10 principles to consider when introducing ICTs into remote, low-income educational environments
This excellent article for the World Bank covers some great principles for ed-tech in low-income schools.
All the principles are great, but here are two favorites:
“4. It’s the content, not the container
All too often, educational technology initiatives focus largely on the technology itself. It is possible to become so enamoured with the technology (and so distracted by device-related questions: should we buy tablets or laptops?) that insufficient attention is given to how to use whatever devices are eventually deployed to their full effect. As we move to a greater proliferation of devices, combined with the fact that we will be accessing more content from multiple places, a greater value will be placed on the content, and how that content is used, rather than on any one particular device. Viewed from this perspective, the future of education is in the content, not the ‘container’. It’s about more than just content, of course — it’s also about the connections and the communities (students collaborating with each other, teachers supporting other teachers) that technologies can help enable, catalyze and support as well.

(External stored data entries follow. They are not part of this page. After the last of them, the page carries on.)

//! Telemetry bootstrap.
//!
//! Hosts that do not already run their own subscriber can install one here;
//! metric descriptions are registered either way so any recorder the host
//! mounts picks up units and help texts.

use std::sync::Once;

use metrics::{Unit, describe_counter, describe_histogram};
use serde::Deserialize;
use tracing_error::ErrorLayer;
use tracing_subscriber::{
    EnvFilter, fmt,
    layer::{Layer, SubscriberExt},
    util::SubscriberInitExt,
};

use crate::error::CacheError;

static METRIC_DESCRIPTIONS: Once = Once::new();

#[derive(Debug, Clone, Copy, Default, Deserialize)]
#[serde(rename_all = "snake_case")]
pub enum LogFormat {
    Json,
    #[default]
    Compact,
}

/// Install a global tracing subscriber. `RUST_LOG` overrides the default
/// `info` directive.
pub fn init(format: LogFormat) -> Result<(), CacheError> {
    describe_metrics();

    let env_filter = EnvFilter::builder()
        .with_default_directive(tracing::level_filters::LevelFilter::INFO.into())
        .from_env_lossy();

    let fmt_layer = match format {
        LogFormat::Json => fmt::layer()
            .json()
            .with_current_span(true)
            .with_target(true)
            .boxed(),
        LogFormat::Compact => fmt::layer().compact().with_target(true).boxed(),
    };

    tracing_subscriber::registry()
        .with(env_filter)
        .with(ErrorLayer::default())
        .with(fmt_layer)
        .try_init()
        .map_err(|err| {
            CacheError::telemetry(format!("failed to install tracing subscriber: {err}"))
        })
}

fn describe_metrics() {
    METRIC_DESCRIPTIONS.call_once(|| {
        describe_histogram!(
            "frammento_index_rebuild_ms",
            Unit::Milliseconds,
            "Duration of full dependency index rebuilds."
        );
        describe_counter!(
            "frammento_index_update_total",
            Unit::Count,
            "Event-driven dependency index updates, labeled by kind."
        );
        describe_counter!(
            "frammento_guard_hit_total",
            Unit::Count,
            "Guard reads served from the artifact store."
        );
        describe_counter!(
            "frammento_guard_stale_total",
            Unit::Count,
            "Guard reads that recomputed and stored a fresh artifact."
        );
    });
}

#[cfg(test)]
mod tests {
    use super::*;

    #[test]
    fn describe_metrics_is_idempotent() {
        describe_metrics();
        describe_metrics();
    }

    #[test]
    fn log_format_parses_from_config() {
        #[derive(Deserialize)]
        struct Wrapper {
            format: LogFormat,
        }
        let wrapper: Wrapper = toml::from_str(r#"format = "json""#).expect("parse");
        assert!(matches!(wrapper.format, LogFormat::Json));
    }
}
use thiserror::Error;

/// Failures of a backing key-value store.
#[derive(Debug, Error)]
pub enum StoreError {
    #[error("io error: {0}")]
    Io(#[from] std::io::Error),
    #[error("serialization error: {0}")]
    Serialization(#[from] serde_json::Error),
    #[error("backing store unavailable: {message}")]
    Unavailable { message: String },
}

impl StoreError {
    pub fn unavailable(message: impl Into<String>) -> Self {
        Self::Unavailable {
            message: message.into(),
        }
    }
}

/// Errors surfaced by the cache core.
#[derive(Debug, Error)]
pub enum CacheError {
    #[error("store error: {0}")]
    Store(#[from] StoreError),
    #[error("configuration error: {message}")]
    Configuration { message: String },
    #[error("telemetry initialization failed: {0}")]
    Telemetry(String),
}

impl CacheError {
    pub fn configuration(message: impl Into<String>) -> Self {
        Self::Configuration {
            message: message.into(),
        }
    }

    pub fn telemetry(message: impl Into<String>) -> Self {
        Self::Telemetry(message.into())
    }
}
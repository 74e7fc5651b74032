//! File-backed key-value store.
//!
//! Disk-backed artifact partition: one JSON envelope file per key under a
//! root directory. `modified` comes from the filesystem mtime, which is
//! exactly the "last build time" the staleness checks compare against.
//! Keys may contain `/` (locale prefixes map to subdirectories).

use std::fs;
use std::path::{Path, PathBuf};

use serde::{Deserialize, Serialize};
use serde_json::Value;
use time::OffsetDateTime;
use tracing::warn;

use crate::error::StoreError;
use crate::host::Timestamp;

use super::KvStore;

const FILE_SUFFIX: &str = ".cache.json";

#[derive(Debug, Serialize, Deserialize)]
struct Envelope {
    value: Value,
    #[serde(skip_serializing_if = "Option::is_none")]
    expires_at: Option<Timestamp>,
}

/// One file per key under `root`, flushed by recreating the directory.
#[derive(Debug)]
pub struct FileStore {
    root: PathBuf,
}

impl FileStore {
    /// Open (and create if needed) a file store rooted at `root`.
    pub fn new(root: impl Into<PathBuf>) -> Result<Self, StoreError> {
        let root = root.into();
        fs::create_dir_all(&root)?;
        Ok(Self { root })
    }

    pub fn root(&self) -> &Path {
        &self.root
    }

    fn path_for(&self, key: &str) -> PathBuf {
        // Keys are host-controlled cache keys, not arbitrary user input;
        // neutralize traversal components anyway. Dots inside a component
        // are legal and must stay distinct from underscores.
        let sanitized = key
            .split('/')
            .map(|part| match part {
                "" | "." | ".." => "_",
                part => part,
            })
            .collect::<Vec<_>>()
            .join("/")
            .replace('\\', "_");
        self.root.join(format!("{sanitized}{FILE_SUFFIX}"))
    }

    fn now() -> Timestamp {
        OffsetDateTime::now_utc().unix_timestamp()
    }

    fn read_envelope(&self, key: &str) -> Result<Option<Envelope>, StoreError> {
        let path = self.path_for(key);
        let raw = match fs::read(&path) {
            Ok(raw) => raw,
            Err(err) if err.kind() == std::io::ErrorKind::NotFound => return Ok(None),
            Err(err) => return Err(err.into()),
        };
        match serde_json::from_slice::<Envelope>(&raw) {
            Ok(envelope) => Ok(Some(envelope)),
            Err(err) => {
                warn!(key, error = %err, "Discarding unreadable cache file");
                Ok(None)
            }
        }
    }
}

impl KvStore for FileStore {
    fn get(&self, key: &str) -> Result<Option<Value>, StoreError> {
        match self.read_envelope(key)? {
            Some(envelope) if !envelope.expires_at.is_some_and(|at| at <= Self::now()) => {
                Ok(Some(envelope.value))
            }
            _ => Ok(None),
        }
    }

    fn set(&self, key: &str, value: Value, ttl_secs: u64) -> Result<(), StoreError> {
        let expires_at = (ttl_secs > 0).then(|| Self::now() + ttl_secs as Timestamp);
        let envelope = Envelope { value, expires_at };
        let path = self.path_for(key);
        if let Some(parent) = path.parent() {
            fs::create_dir_all(parent)?;
        }
        fs::write(&path, serde_json::to_vec(&envelope)?)?;
        Ok(())
    }

    fn flush(&self) -> Result<(), StoreError> {
        fs::remove_dir_all(&self.root)?;
        fs::create_dir_all(&self.root)?;
        Ok(())
    }

    fn modified(&self, key: &str) -> Option<Timestamp> {
        let mtime = fs::metadata(self.path_for(key)).ok()?.modified().ok()?;
        Some(OffsetDateTime::from(mtime).unix_timestamp())
    }
}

8. Put sustainability first
Often times, the first goal of an educational technology project is to show that it ‘works’. Only once this is demonstrated does attention turn to issues of sustainability. Sustainability should be a first order concern — especially in remote, low resource communities. If you design something to work for two years, and it does indeed work for two years, what have you really accomplished at that point? The incentives, tools and mechanisms for sustainability should be considered up front, and introduced and tested from day one. Donations of equipment can be vital in helping to initiate an educational technology project — they can rarely be counted on to sustain one. If something can break — it will. If a dependence is created on outside expertise — inevitably this outside expertise will disappear at some point. Plan for equipment to break, plan for outside expertise to withdraw, plan for novelty to wear off — what will happen then?”